** About this exercise **
The span to repeat in the listing below runs from the line containing "use crate::tree::PathTree;" to the line containing "of the manifest.", inclusive. Repeat it exactly, and only it.

** Data for the task **

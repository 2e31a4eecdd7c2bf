use chrono::{DateTime, Utc};

use crate::backend::{BackendTx, InventoryUpsert, VersionInsert};
use crate::digests::Digest;
use crate::inventory::{Inventory, VNum};
use crate::tree::PathTree;
use crate::Error;

/// Persists the nodes and name edges of a tree, returning the node id of
/// its root. Directories that already exist are not descended into, unless
/// this tree supplied their size, in which case their entries get sizes too.
pub fn commit_tree(tx: &mut dyn BackendTx, tree: &PathTree) -> Result<u64, Error> {
    let mut root_id = None;
    // (arena index, parent node id)
    let mut stack = vec![(PathTree::ROOT, None)];
    while let Some((idx, parent)) = stack.pop() {
        let node = tree.node(idx);
        let (id, state) = tx.get_or_create_node(&node.val.digest, node.is_dir, node.val.size())?;
        match parent {
            Some(parent) => tx.insert_name(parent, id, &node.name)?,
            None => root_id = Some(id),
        }
        if node.is_dir && state.is_incomplete() {
            stack.extend(node.children.values().map(|&child| (child, Some(id))));
        }
    }
    root_id.ok_or_else(|| Error::StorageError("tree has no root".to_string()))
}

/// Writes a changed inventory: object root, inventory record, all version
/// trees in ascending order, and the content paths of the manifest.
pub fn apply_inventory(
    tx: &mut dyn BackendTx,
    root_path: &str,
    inventory: &Inventory,
    trees: &[(VNum, PathTree)],
    indexed_at: DateTime<Utc>,
) -> Result<u64, Error> {
    let root_id = tx.upsert_object_root(root_path, indexed_at)?;
    let inventory_id = tx.upsert_inventory(&InventoryUpsert {
        ocfl_id: inventory.id.clone(),
        root_id,
        spec: inventory.spec()?,
        digest_algorithm: inventory.digest_algorithm,
        inventory_digest: inventory.digest().clone(),
        head: inventory.head,
        indexed_at,
    })?;

    for (vnum, tree) in trees {
        let version = inventory
            .versions
            .get(vnum)
            .ok_or_else(|| Error::MissingValue(format!("version {} of {}", vnum, inventory.id)))?;
        let node_id = commit_tree(tx, tree)?;
        tx.insert_version(
            inventory_id,
            &VersionInsert {
                num: *vnum,
                message: version.message.clone(),
                created: version.created.with_timezone(&Utc),
                user: version.user.clone(),
                node_id,
            },
        )?;
    }

    for (digest, paths) in &inventory.manifest {
        let digest = Digest::from_hex(digest)?;
        for path in paths {
            tx.insert_content_path(inventory_id, &digest, path)?;
        }
    }
    Ok(inventory_id)
}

** Solution for this task **
use crate::tree::PathTree;
use crate::Error;

/// Persists the nodes and name edges of a tree, returning the node id of
/// its root. Directories that already exist are not descended into, unless
/// this tree supplied their size, in which case their entries get sizes too.
pub fn commit_tree(tx: &mut dyn BackendTx, tree: &PathTree) -> Result<u64, Error> {
    let mut root_id = None;
    // (arena index, parent node id)
    let mut stack = vec![(PathTree::ROOT, None)];
    while let Some((idx, parent)) = stack.pop() {
        let node = tree.node(idx);
        let (id, state) = tx.get_or_create_node(&node.val.digest, node.is_dir, node.val.size())?;
        match parent {
            Some(parent) => tx.insert_name(parent, id, &node.name)?,
            None => root_id = Some(id),
        }
        if node.is_dir && state.is_incomplete() {
            stack.extend(node.children.values().map(|&child| (child, Some(id))));
        }
    }
    root_id.ok_or_else(|| Error::StorageError("tree has no root".to_string()))
}

/// Writes a changed inventory: object root, inventory record, all version
/// trees in ascending order, and the content paths of the manifest.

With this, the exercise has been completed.